Financial markets evolve faster than the structures designed to access them. Over time, this creates gaps - not just in opportunity, but in the tools available to investors. Nowhere is this more visible than in the space outside the top 100 stocks, where the combination of growth potential and volatility demands a more flexible approach than traditional frameworks typically allow.
For years, mutual funds have been the default vehicle for most investors. Their strengths are well established: diversification, regulatory oversight, and ease of access. However, their structure is inherently conservative. Most mutual funds operate with a long-only bias and limited use of derivatives, primarily for hedging or rebalancing. This works efficiently in large-cap, relatively stable segments of the market. It is less effective in more volatile and less efficient parts of the market.
At the other end of the spectrum lies portfolio management services (PMS) and alternative investment funds (AIFs), which offer significantly greater flexibility in portfolio construction and strategy execution. Yet, these come with high minimum investment thresholds, restricting access to a narrower set of investors.
Specialised Investment Funds (SIFs) have emerged as a bridge between these two worlds. Designed within the mutual fund regulatory framework but with expanded strategic flexibility, SIFs combine oversight with a broader toolkit.

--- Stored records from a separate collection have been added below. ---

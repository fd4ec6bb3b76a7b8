use crate::{Error, Gene, Result};
use rand::Rng;
use serde::{Deserialize, Serialize};

/// A real number kept within `[min, max]`.
///
/// Mutation draws a fresh value uniformly from the whole range; splicing
/// picks a uniformly weighted point between the two parents' values.
#[derive(Clone, Debug, PartialEq, Serialize, Deserialize)]
pub struct ConstrainedFloat {
    value: f64,
    min: f64,
    max: f64,
}

impl ConstrainedFloat {
    pub fn new(start: f64, min: f64, max: f64) -> Result<Self> {
        if !(min <= max) {
            return Err(Error::BadConstraints);
        }
        if !(min..=max).contains(&start) {
            return Err(Error::StartOutOfBounds);
        }
        Ok(Self {
            value: start,
            min,
            max,
        })
    }

    /// A gene on the unit interval `[0, 1]`; `start` is clamped into it.
    pub fn unit(start: f64) -> Self {
        Self {
            value: start.clamp(0.0, 1.0),
            min: 0.0,
            max: 1.0,
        }
    }

    pub fn value(&self) -> f64 {
        self.value
    }

    /// Set the value, clamped to the gene's constraints.
    pub fn set_value(&mut self, value: f64) {
        self.value = self.clamp(value);
    }

    pub fn min(&self) -> f64 {
        self.min
    }

    pub fn max(&self) -> f64 {
        self.max
    }

    fn clamp(&self, value: f64) -> f64 {
        value.max(self.min).min(self.max)
    }
}

impl Gene for ConstrainedFloat {
    fn mutate<R: Rng>(&mut self, rng: &mut R) {
        let r: f64 = rng.random();
        self.value = self.clamp(self.min + r * (self.max - self.min));
    }

    fn splice<R: Rng>(&mut self, rng: &mut R, other: &Self) {
        let r: f64 = rng.random();
        self.value = self.clamp(self.value * (1.0 - r) + other.value * r);
    }

    fn clone_from_gene(&mut self, other: &Self) {
        self.value = other.value;
    }
}

/// An integer kept within `[min, max]`, both ends inclusive.
#[derive(Clone, Debug, PartialEq, Eq, Serialize, Deserialize)]
pub struct ConstrainedInt {
    value: i64,
    min: i64,
    max: i64,
}

impl ConstrainedInt {
    /// Fails unless `min < max` and `start` lies within them.
    pub fn new(start: i64, min: i64, max: i64) -> Result<Self> {
        if min >= max {
            return Err(Error::BadConstraints);
        }
        if !(min..=max).contains(&start) {
            return Err(Error::StartOutOfBounds);
        }
        Ok(Self {
            value: start,
            min,
            max,
        })
    }

    pub fn value(&self) -> i64 {
        self.value
    }

    pub fn set_value(&mut self, value: i64) -> Result<()> {
        if !(self.min..=self.max).contains(&value) {
            return Err(Error::StartOutOfBounds);
        }
        self.value = value;
        Ok(())
    }
}

impl Gene for ConstrainedInt {
    fn mutate<R: Rng>(&mut self, rng: &mut R) {
        self.value = rng.random_range(self.min..=self.max);
    }

    fn splice<R: Rng>(&mut self, rng: &mut R, other: &Self) {
        if self.value == other.value {
            return;
        }
        let lo = self.value.min(other.value);
        let hi = self.value.max(other.value);
        self.value = rng.random_range(lo..=hi);
    }

    fn clone_from_gene(&mut self, other: &Self) {
        self.value = other.value;
    }
}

They allow for the use of derivatives not just for protection, but also for active positioning, including long-short strategies. This seemingly technical distinction has significant implications for ‘how portfolios behave’.
The relevance of this flexibility becomes clearer in the Ex-Top 100 universe, essentially in mid and small-cap stocks. These companies have seen increasing participation from both institutional and retail investors, and their share of overall market capitalisation has gradually risen. Yet, their return profile remains distinctly cyclical. They tend to outperform sharply during bullish phases, only to surrender a large part of those gains during corrections.
In such an environment, a purely long-only approach exposes investors to the full extent of these cycles. The challenge is not identifying opportunity, but in managing the path of returns.
This is where SIFs introduce a structural shift. By enabling long-short strategies, they allow investors to take positions not only in companies expected to perform well but also in those perceived as overvalued or vulnerable. This dual capability transforms the investment process from one dependent on overall market direction to one focused on relative performance.
Additionally, the growing depth of the derivatives market in the Ex-Top 100 segment, supports the practical implementation of such strategies.
The result is a more balanced framework. Instead of relying solely on market momentum, portfolios can be constructed to capture dispersion, i.e., the difference between winners and losers. In effect, SIFs allow investors to engage with a broader opportunity set without being fully exposed to its risks.
None of this diminishes the role of traditional mutual funds. They remain a core component of most portfolios, particularly for large-cap exposure and long-term wealth creation. However, as market breadth expands and opportunities increasingly lie beyond the largest companies, the need for more adaptable structures becomes evident.
SIFs represent one such evolution. They do not replace existing vehicles; they complement them. More importantly, they align the structure of investing with the structure of the market itself: dynamic, dispersed, and increasingly complex.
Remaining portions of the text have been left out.